Internal problem ID [13665]

Book: Ordinary Differential Equations. An introduction to the fundamentals. Kenneth B. Howell. second edition. CRC Press. FL, USA. 2020
Section: Chapter 35. Modified Power series solutions and basic method of Frobenius. Additional Exercises. page 715
Problem number: 35.3 (g).
ODE order: 2.
ODE degree: 1.

CAS Maple gives this as type [[_2nd_order, _with_linear_symmetries]]

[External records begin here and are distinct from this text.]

//! # API Error Type
//!
//! Unified error type for HTTP handlers.
//!
//! ## Error Taxonomy
//! ```text
//! ┌─────────────────────────────────────────────────────────────────────────┐
//! │  code              status   typical source                              │
//! │  ───────────────   ──────   ─────────────────────────────────────────── │
//! │  VALIDATION_ERROR    400    bad input, ExceedsBalance, InvalidAmount    │
//! │  NOT_FOUND           404    unknown client/lot/sale/installment         │
//! │  CONFLICT            409    lot already reserved, intent already paid   │
//! │  FORBIDDEN           403    PATCH on a pagado installment               │
//! │  RATE_LIMITED        429    fixed-window counter exhausted              │
//! │  INTERNAL            500    storage failures (processor retries)        │
//! └─────────────────────────────────────────────────────────────────────────┘
//! ```
//!
//! Write endpoints serialize errors as `{"errors":[{"message","code"}]}`.

use axum::http::StatusCode;
use axum::response::{IntoResponse, Response};
use axum::Json;
use serde::Serialize;
use serde_json::json;

use predio_core::CoreError;
use predio_db::{DbError, ServiceError};

/// API error returned from handlers.
#[derive(Debug, Clone, Serialize)]
#[serde(rename_all = "camelCase")]
pub struct ApiError {
    /// Machine-readable error code for programmatic handling
    pub code: ErrorCode,

    /// Human-readable error message for display
    pub message: String,
}

/// Error codes for API responses.
#[derive(Debug, Clone, Copy, PartialEq, Eq, Serialize)]
#[serde(rename_all = "SCREAMING_SNAKE_CASE")]
pub enum ErrorCode {
    /// Input validation failed (400)
    ValidationError,

    /// Resource not found (404)
    NotFound,

    /// Duplicate / already-processed / unavailable resource (409)
    Conflict,

    /// Operation not allowed on this record (403)
    Forbidden,

    /// Too many requests in the window (429)
    RateLimited,

    /// Internal server error (500)
    Internal,
}

impl ErrorCode {
    /// HTTP status for this code.
    pub fn status(&self) -> StatusCode {
        match self {
            ErrorCode::ValidationError => StatusCode::BAD_REQUEST,
            ErrorCode::NotFound => StatusCode::NOT_FOUND,
            ErrorCode::Conflict => StatusCode::CONFLICT,
            ErrorCode::Forbidden => StatusCode::FORBIDDEN,
            ErrorCode::RateLimited => StatusCode::TOO_MANY_REQUESTS,
            ErrorCode::Internal => StatusCode::INTERNAL_SERVER_ERROR,
        }
    }
}

impl ApiError {
    /// Creates a new API error.
    pub fn new(code: ErrorCode, message: impl Into<String>) -> Self {
        ApiError {
            code,
            message: message.into(),
        }
    }

    /// Creates a validation error.
    pub fn validation(message: impl Into<String>) -> Self {
        ApiError::new(ErrorCode::ValidationError, message)
    }

    /// Creates a not found error.
    pub fn not_found(message: impl Into<String>) -> Self {
        ApiError::new(ErrorCode::NotFound, message)
    }

    /// Creates a forbidden error.
    pub fn forbidden(message: impl Into<String>) -> Self {
        ApiError::new(ErrorCode::Forbidden, message)
    }

    /// Creates a rate-limited error.
    pub fn rate_limited() -> Self {
        ApiError::new(ErrorCode::RateLimited, "Too many requests")
    }

    /// Creates an internal error with a generic message (the detail goes to
    /// the log, never to the client).
    pub fn internal() -> Self {
        ApiError::new(ErrorCode::Internal, "Internal server error")
    }
}

impl IntoResponse for ApiError {
    fn into_response(self) -> Response {
        let status = self.code.status();
        let body = json!({
            "errors": [{ "message": self.message, "code": self.code }]
        });
        (status, Json(body)).into_response()
    }
}

/// Converts core errors to API errors.
impl From<CoreError> for ApiError {
    fn from(err: CoreError) -> Self {
        let code = match &err {
            CoreError::ClientNotFound(_)
            | CoreError::LotNotFound(_)
            | CoreError::SellerNotFound(_)
            | CoreError::SaleNotFound(_)
            | CoreError::InstallmentNotFound(_) => ErrorCode::NotFound,

            CoreError::LotNotAvailable { .. } => ErrorCode::Conflict,

            CoreError::InstallmentClosed(_) => ErrorCode::Forbidden,

            CoreError::InvalidAmount { .. }
            | CoreError::ExceedsBalance { .. }
            | CoreError::NoPendingInstallments(_)
            | CoreError::InvalidAssociation { .. }
            | CoreError::Validation(_) => ErrorCode::ValidationError,
        };
        ApiError::new(code, err.to_string())
    }
}

/// Converts database errors to API errors.
impl From<DbError> for ApiError {
    fn from(err: DbError) -> Self {
        match err {
            DbError::NotFound { entity, id } => {
                ApiError::not_found(format!("{entity} not found: {id}"))
            }
            DbError::UniqueViolation { field, value } => ApiError::new(
                ErrorCode::Conflict,
                format!("{field} '{value}' already exists"),
            ),
            other => {
                // Log the detail, return a generic message
                tracing::error!(error = %other, "Database operation failed");
                ApiError::internal()
            }
        }
    }
}

/// Converts service errors to API errors.
impl From<ServiceError> for ApiError {
    fn from(err: ServiceError) -> Self {
        match err {
            ServiceError::Core(e) => e.into(),
            ServiceError::Db(e) => e.into(),
        }
    }
}

/// Converts validation errors directly (pre-transaction input checks).
impl From<predio_core::ValidationError> for ApiError {
    fn from(err: predio_core::ValidationError) -> Self {
        ApiError::validation(err.to_string())
    }
}

// =============================================================================
// Unit Tests
// =============================================================================

#[cfg(test)]
mod tests {
    use super::*;

    #[test]
    fn test_status_mapping() {
        assert_eq!(ErrorCode::ValidationError.status(), StatusCode::BAD_REQUEST);
        assert_eq!(ErrorCode::NotFound.status(), StatusCode::NOT_FOUND);
        assert_eq!(ErrorCode::Conflict.status(), StatusCode::CONFLICT);
        assert_eq!(ErrorCode::Forbidden.status(), StatusCode::FORBIDDEN);
        assert_eq!(ErrorCode::RateLimited.status(), StatusCode::TOO_MANY_REQUESTS);
        assert_eq!(ErrorCode::Internal.status(), StatusCode::INTERNAL_SERVER_ERROR);
    }

    #[test]
    fn test_core_error_mapping() {
        let err: ApiError = CoreError::LotNotFound("l-1".to_string()).into();
        assert_eq!(err.code, ErrorCode::NotFound);

        let err: ApiError = CoreError::LotNotAvailable {
            lot_id: "l-1".to_string(),
            status: "reserved".to_string(),
        }
        .into();
        assert_eq!(err.code, ErrorCode::Conflict);

        let err: ApiError = CoreError::NoPendingInstallments("v-1".to_string()).into();
        assert_eq!(err.code, ErrorCode::ValidationError);

        let err: ApiError = CoreError::InstallmentClosed("p-1".to_string()).into();
        assert_eq!(err.code, ErrorCode::Forbidden);
    }
}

\[ \boxed {\left (4 x^{2}-1\right ) y^{\prime \prime }+\left (4-\frac {2}{x}\right ) y^{\prime }+\frac {\left (-x^{2}+1\right ) y}{x^{2}+1}=0} \] With the expansion point for the power series method at \(x = 0\).

✓ Solution by Maple

Time used: 0.015 (sec). Leaf size: 62

Order:=6; 
dsolve((4*x^2-1)*diff(y(x),x$2)+(4-2/x)*diff(y(x),x)+(1-x^2)/(1+x^2)*y(x)=0,y(x),type='series',x=0);
 

\[ y \left (x \right ) = \frac {c_{1} \left (1+\frac {1}{6} x^{2}+\frac {1}{9} x^{3}+\frac {1}{24} x^{4}+\frac {31}{270} x^{5}+\operatorname {O}\left (x^{6}\right )\right ) x +\left (\left (-4\right ) x -\frac {2}{3} x^{3}-\frac {4}{9} x^{4}-\frac {1}{6} x^{5}+\operatorname {O}\left (x^{6}\right )\right ) \ln \left (x \right ) c_{2} +\left (1+4 x -\frac {7}{2} x^{2}+\frac {14}{9} x^{3}+\frac {133}{216} x^{4}+\frac {23}{90} x^{5}+\operatorname {O}\left (x^{6}\right )\right ) c_{2}}{x} \]

✓ Solution by Mathematica

Time used: 0.034 (sec). Leaf size: 79

AsymptoticDSolveValue[(4*x^2-1)*y''[x]+(4-2/x)*y'[x]+(1-x^2)/(1+x^2)*y[x]==0,y[x],{x,0,5}]
 

\[ y(x)\to c_2 \left (\frac {x^4}{24}+\frac {x^3}{9}+\frac {x^2}{6}+1\right )+c_1 \left (\frac {229 x^4+480 x^3-756 x^2+1728 x+216}{216 x}-\frac {2}{9} \left (2 x^3+3 x^2+18\right ) \log (x)\right ) \]